═══ Data to process
use std::borrow::Cow;
use super::{error::ParsingError, input::Input};

/// The result of running a parser.
pub type ParseResult<I, O> = Result<Success<I, O>, Failure<I>>;

/// A successful parse.
#[derive(Debug, Clone, PartialEq)]
pub struct Success<I, O> {
    /// The parsed value.
    pub value: O,

    /// The cursor after the consumed input.
    pub rest: I,

    /// Non-fatal diagnostics accumulated while parsing, in the order they were produced.
    pub corrections: Vec<ParsingError>,
}

impl<I, O> Success<I, O> {
    /// Creates a success with no corrections.
    pub fn new(value: O, rest: I) -> Self {
        Self { value, rest, corrections: Vec::new() }
    }

    /// Transforms the parsed value, keeping the cursor and corrections.
    pub fn map<U>(self, f: impl FnOnce(O) -> U) -> Success<I, U> {
        Success {
            value: f(self.value),
            rest: self.rest,
            corrections: self.corrections,
        }
    }

    /// Prepends corrections produced by earlier parsers.
    pub fn after(mut self, mut earlier: Vec<ParsingError>) -> Self {
        earlier.append(&mut self.corrections);
        self.corrections = earlier;
        self
    }
}

/// A failed parse.
#[derive(Debug, Clone, PartialEq)]
pub struct Failure<I> {
    /// The cursor at which the failing parser was invoked.
    pub rest: I,

    /// Non-fatal diagnostics accumulated before the failure.
    pub corrections: Vec<ParsingError>,

    /// The error that caused the failure.
    pub error: ParsingError,
}

impl<I: Input> Failure<I> {
    /// Creates a failure positioned at the given cursor.
    pub fn new(rest: I, message: impl Into<Cow<'static, str>>, producer: &'static str) -> Self {
        let error = ParsingError::new(rest.position(), message, producer);
        Self { rest, corrections: Vec::new(), error }
    }
}

impl<I> Failure<I> {
    /// Creates a failure from an existing error.
    pub fn from_error(rest: I, error: ParsingError) -> Self {
        Self { rest, corrections: Vec::new(), error }
    }

    /// Moves the failure back to the cursor at which an enclosing parser was invoked, keeping the
    /// error and prepending corrections produced by earlier parsers.
    pub fn rewind(self, rest: I, mut earlier: Vec<ParsingError>) -> Self {
        earlier.extend(self.corrections);
        Self { rest, corrections: earlier, error: self.error }
    }

    /// Prepends corrections produced before this failure, keeping the cursor.
    pub(crate) fn rewind_corrections(mut self, mut earlier: Vec<ParsingError>) -> Self {
        earlier.append(&mut self.corrections);
        self.corrections = earlier;
        self
    }
}
//! Provider row normalization.
//!
//! Each cloud provider publishes prices under its own field names, units and
//! enum spellings. A [`ProviderDialect`] knows one provider's conventions and
//! maps its raw rows onto [`ComputeOffer`] / [`StorageOffer`] and back. The
//! [`Normalizer`] façade picks the dialect and adds the batch forms used by
//! ingestion.

mod aws;
mod azure;
mod gcp;
mod parse;
pub mod regions;

pub use aws::AwsDialect;
pub use azure::AzureDialect;
pub use gcp::GcpDialect;

use observability::PricingMetrics;
use tracing::{info, warn};

use crate::error::{PricingError, PricingResult, ValidationError};
use crate::models::{CloudProvider, ComputeOffer, OfferKind, StorageOffer};
use crate::raw::RawRow;

/// One provider's field names and spellings
pub trait ProviderDialect: Send + Sync {
    fn provider(&self) -> CloudProvider;

    /// Map a raw compute row onto the canonical shape
    fn normalize_compute(&self, row: &RawRow) -> Result<ComputeOffer, ValidationError>;

    /// Map a raw storage row onto the canonical shape
    fn normalize_storage(&self, row: &RawRow) -> Result<StorageOffer, ValidationError>;

    /// Write an offer back under this provider's native keys. Details are
    /// written first so mapped fields win.
    fn compute_to_native(&self, offer: &ComputeOffer) -> RawRow;

    fn storage_to_native(&self, offer: &StorageOffer) -> RawRow;
}

/// Dialect for a provider
pub fn dialect_for(provider: CloudProvider) -> &'static dyn ProviderDialect {
    match provider {
        CloudProvider::Aws => &AwsDialect,
        CloudProvider::Azure => &AzureDialect,
        CloudProvider::Gcp => &GcpDialect,
    }
}

/// A row that failed normalization inside a batch
#[derive(Debug, Clone, PartialEq)]
pub struct RowRejection {
    /// Zero-based position of the row in the input
    pub index: usize,
    pub error: ValidationError,
}

/// Outcome of normalizing a batch without aborting on bad rows
#[derive(Debug, Clone, PartialEq)]
pub struct BatchReport<T> {
    pub offers: Vec<T>,
    pub rejections: Vec<RowRejection>,
}

impl<T> BatchReport<T> {
    pub fn accepted(&self) -> usize {
        self.offers.len()
    }

    pub fn rejected(&self) -> usize {
        self.rejections.len()
    }

    pub fn is_clean(&self) -> bool {
        self.rejections.is_empty()
    }

    /// Indices of every rejected row, ascending
    pub fn rejected_indices(&self) -> Vec<usize> {
        self.rejections.iter().map(|r| r.index).collect()
    }
}

/// Stateless entry point over the provider dialects
#[derive(Debug, Clone, Copy, Default)]
pub struct Normalizer;

impl Normalizer {
    pub fn new() -> Self {
        Self
    }

    pub fn normalize_compute(
        &self,
        provider: CloudProvider,
        row: &RawRow,
    ) -> Result<ComputeOffer, ValidationError> {
        let offer = dialect_for(provider).normalize_compute(row)?;
        offer.validate_invariants()?;
        Ok(offer)
    }

    pub fn normalize_storage(
        &self,
        provider: CloudProvider,
        row: &RawRow,
    ) -> Result<StorageOffer, ValidationError> {
        let offer = dialect_for(provider).normalize_storage(row)?;
        offer.validate_invariants()?;
        Ok(offer)
    }

    pub fn compute_to_native(&self, offer: &ComputeOffer) -> RawRow {
        dialect_for(offer.provider).compute_to_native(offer)
    }

    pub fn storage_to_native(&self, offer: &StorageOffer) -> RawRow {
        dialect_for(offer.provider).storage_to_native(offer)
    }

    /// Normalize every row or fail on the first invalid one
    pub fn normalize_compute_rows<'a>(
        &self,
        provider: CloudProvider,
        rows: impl IntoIterator<Item = &'a RawRow>,
    ) -> PricingResult<Vec<ComputeOffer>> {
        collect_all(rows, |row| self.normalize_compute(provider, row))
    }

    pub fn normalize_storage_rows<'a>(
        &self,
        provider: CloudProvider,
        rows: impl IntoIterator<Item = &'a RawRow>,
    ) -> PricingResult<Vec<StorageOffer>> {
        collect_all(rows, |row| self.normalize_storage(provider, row))
    }

    /// Normalize what can be normalized and report the rest
    pub fn partition_compute_rows<'a>(
        &self,
        provider: CloudProvider,
        rows: impl IntoIterator<Item = &'a RawRow>,
    ) -> BatchReport<ComputeOffer> {
        partition(provider, OfferKind::Compute, rows, |row| {
            self.normalize_compute(provider, row)
        })
    }

    pub fn partition_storage_rows<'a>(
        &self,
        provider: CloudProvider,
        rows: impl IntoIterator<Item = &'a RawRow>,
    ) -> BatchReport<StorageOffer> {
        partition(provider, OfferKind::Storage, rows, |row| {
            self.normalize_storage(provider, row)
        })
    }
}

fn collect_all<'a, T>(
    rows: impl IntoIterator<Item = &'a RawRow>,
    normalize: impl Fn(&RawRow) -> Result<T, ValidationError>,
) -> PricingResult<Vec<T>> {
    rows.into_iter()
        .enumerate()
        .map(|(index, row)| normalize(row).map_err(|source| PricingError::Row { index, source }))
        .collect()
}

fn partition<'a, T>(
    provider: CloudProvider,
    kind: OfferKind,
    rows: impl IntoIterator<Item = &'a RawRow>,
    normalize: impl Fn(&RawRow) -> Result<T, ValidationError>,
) -> BatchReport<T> {
    let provider_label = provider.to_string();
    let kind_label = kind.to_string();

    let mut report = BatchReport {
        offers: Vec::new(),
        rejections: Vec::new(),
    };

    for (index, row) in rows.into_iter().enumerate() {
        match normalize(row) {
            Ok(offer) => report.offers.push(offer),
            Err(error) => {
                warn!(
                    provider = %provider,
                    kind = %kind,
                    index = index,
                    field = %error.field,
                    error = %error,
                    "Rejected raw pricing row"
                );
                PricingMetrics::record_row_rejected(&provider_label, &kind_label, &error.field);
                report.rejections.push(RowRejection { index, error });
            }
        }
    }

    PricingMetrics::record_rows_normalized(
        &provider_label,
        &kind_label,
        report.accepted(),
        report.rejected(),
    );
    info!(
        provider = %provider,
        kind = %kind,
        accepted = report.accepted(),
        rejected = report.rejected(),
        "Normalized pricing batch"
    );

    report
}
//! Statistics over normalized offers.
//!
//! Every function here is pure: it borrows a snapshot, groups it with
//! ordered maps and returns fresh DTOs. Prices are sorted before summing so
//! the mean does not depend on input order, and null capacity prices are
//! skipped rather than counted as zero.

use std::collections::{BTreeMap, BTreeSet};

use tracing::debug;

use crate::models::{
    AccessTier, CloudProvider, ComputeOffer, OfferFilter, PriceSummary, ProviderStats,
    RegionBucket, RegionStats, StorageOffer, StorageTierStats,
};

/// count/min/avg/max of a set of prices, `None` when the set is empty
pub fn summarize(prices: impl IntoIterator<Item = f64>) -> Option<PriceSummary> {
    let mut prices: Vec<f64> = prices.into_iter().collect();
    if prices.is_empty() {
        return None;
    }
    prices.sort_by(f64::total_cmp);

    let count = prices.len();
    let sum: f64 = prices.iter().sum();
    Some(PriceSummary {
        count,
        min: prices[0],
        avg: sum / count as f64,
        max: prices[count - 1],
    })
}

#[derive(Default)]
struct ComputeGroup {
    prices: Vec<f64>,
    regions: BTreeSet<RegionBucket>,
}

#[derive(Default)]
struct StorageGroup {
    count: usize,
    capacity_prices: Vec<f64>,
    regions: BTreeSet<RegionBucket>,
}

fn group_compute<'a>(
    offers: impl IntoIterator<Item = &'a ComputeOffer>,
) -> BTreeMap<CloudProvider, ComputeGroup> {
    let mut groups: BTreeMap<CloudProvider, ComputeGroup> = BTreeMap::new();
    for offer in offers {
        let group = groups.entry(offer.provider).or_default();
        group.prices.push(offer.hourly_usd);
        group.regions.insert(offer.region);
    }
    groups
}

fn group_storage<'a>(
    offers: impl IntoIterator<Item = &'a StorageOffer>,
) -> BTreeMap<CloudProvider, StorageGroup> {
    let mut groups: BTreeMap<CloudProvider, StorageGroup> = BTreeMap::new();
    for offer in offers {
        let group = groups.entry(offer.provider).or_default();
        group.count += 1;
        group.capacity_prices.extend(offer.capacity_gb_month_usd);
        group.regions.insert(offer.region);
    }
    groups
}

/// One entry per provider with compute offers, ordered by provider
pub fn provider_stats<'a>(
    offers: impl IntoIterator<Item = &'a ComputeOffer>,
) -> Vec<ProviderStats> {
    provider_stats_with_storage(offers, std::iter::empty())
}

/// Per-provider compute and storage rollup. A provider present only through
/// storage offers gets `None` compute prices.
pub fn provider_stats_with_storage<'a, 'b>(
    compute: impl IntoIterator<Item = &'a ComputeOffer>,
    storage: impl IntoIterator<Item = &'b StorageOffer>,
) -> Vec<ProviderStats> {
    let compute = group_compute(compute);
    let storage = group_storage(storage);

    let providers: BTreeSet<CloudProvider> =
        compute.keys().chain(storage.keys()).copied().collect();

    let stats: Vec<ProviderStats> = providers
        .into_iter()
        .map(|provider| {
            let compute_group = compute.get(&provider);
            let storage_group = storage.get(&provider);

            let summary = compute_group.and_then(|g| summarize(g.prices.iter().copied()));
            let capacity = storage_group.and_then(|g| summarize(g.capacity_prices.iter().copied()));

            let regions: BTreeSet<RegionBucket> = compute_group
                .into_iter()
                .flat_map(|g| g.regions.iter())
                .chain(storage_group.into_iter().flat_map(|g| g.regions.iter()))
                .copied()
                .collect();

            ProviderStats {
                provider,
                offer_count: summary.map_or(0, |s| s.count),
                regions: regions.into_iter().collect(),
                min_hourly_usd: summary.map(|s| s.min),
                avg_hourly_usd: summary.map(|s| s.avg),
                max_hourly_usd: summary.map(|s| s.max),
                storage_offer_count: storage_group.map_or(0, |g| g.count),
                capacity_priced_count: capacity.map_or(0, |s| s.count),
                avg_capacity_gb_month_usd: capacity.map(|s| s.avg),
            }
        })
        .collect();

    debug!(providers = stats.len(), "Computed provider stats");
    stats
}

/// One entry per region bucket with compute offers, ordered by bucket
pub fn region_stats<'a>(offers: impl IntoIterator<Item = &'a ComputeOffer>) -> Vec<RegionStats> {
    let mut groups: BTreeMap<RegionBucket, (Vec<f64>, BTreeSet<CloudProvider>)> = BTreeMap::new();
    for offer in offers {
        let (prices, providers) = groups.entry(offer.region).or_default();
        prices.push(offer.hourly_usd);
        providers.insert(offer.provider);
    }

    let stats: Vec<RegionStats> = groups
        .into_iter()
        .filter_map(|(region, (prices, providers))| {
            summarize(prices).map(|summary| RegionStats {
                region,
                offer_count: summary.count,
                providers: providers.into_iter().collect(),
                min_hourly_usd: summary.min,
                avg_hourly_usd: summary.avg,
                max_hourly_usd: summary.max,
            })
        })
        .collect();

    debug!(regions = stats.len(), "Computed region stats");
    stats
}

/// Capacity prices per provider and access tier, ordered by both
pub fn storage_tier_stats<'a>(
    offers: impl IntoIterator<Item = &'a StorageOffer>,
) -> Vec<StorageTierStats> {
    let mut groups: BTreeMap<(CloudProvider, AccessTier), (usize, Vec<f64>)> = BTreeMap::new();
    for offer in offers {
        let (count, prices) = groups.entry((offer.provider, offer.access_tier)).or_default();
        *count += 1;
        prices.extend(offer.capacity_gb_month_usd);
    }

    let stats: Vec<StorageTierStats> = groups
        .into_iter()
        .map(|((provider, access_tier), (offer_count, prices))| {
            let capacity = summarize(prices);
            StorageTierStats {
                provider,
                access_tier,
                offer_count,
                capacity_priced_count: capacity.map_or(0, |s| s.count),
                min_capacity_gb_month_usd: capacity.map(|s| s.min),
                avg_capacity_gb_month_usd: capacity.map(|s| s.avg),
                max_capacity_gb_month_usd: capacity.map(|s| s.max),
            }
        })
        .collect();

    debug!(tiers = stats.len(), "Computed storage tier stats");
    stats
}

pub fn provider_stats_filtered<'a>(
    offers: impl IntoIterator<Item = &'a ComputeOffer>,
    filter: &OfferFilter,
) -> Vec<ProviderStats> {
    provider_stats(offers.into_iter().filter(|o| filter.matches_compute(o)))
}

pub fn provider_stats_with_storage_filtered<'a, 'b>(
    compute: impl IntoIterator<Item = &'a ComputeOffer>,
    storage: impl IntoIterator<Item = &'b StorageOffer>,
    filter: &OfferFilter,
) -> Vec<ProviderStats> {
    provider_stats_with_storage(
        compute.into_iter().filter(|o| filter.matches_compute(o)),
        storage.into_iter().filter(|o| filter.matches_storage(o)),
    )
}

pub fn region_stats_filtered<'a>(
    offers: impl IntoIterator<Item = &'a ComputeOffer>,
    filter: &OfferFilter,
) -> Vec<RegionStats> {
    region_stats(offers.into_iter().filter(|o| filter.matches_compute(o)))
}

pub fn storage_tier_stats_filtered<'a>(
    offers: impl IntoIterator<Item = &'a StorageOffer>,
    filter: &OfferFilter,
) -> Vec<StorageTierStats> {
    storage_tier_stats(offers.into_iter().filter(|o| filter.matches_storage(o)))
}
══════
## [Task instructions]
Your task is to find every line above containing the word "cursor" and copy it.

## [Response box]
    /// The cursor after the consumed input.
    /// Transforms the parsed value, keeping the cursor and corrections.
    /// The cursor at which the failing parser was invoked.
    /// Creates a failure positioned at the given cursor.
    /// Moves the failure back to the cursor at which an enclosing parser was invoked, keeping the
    /// Prepends corrections produced before this failure, keeping the cursor.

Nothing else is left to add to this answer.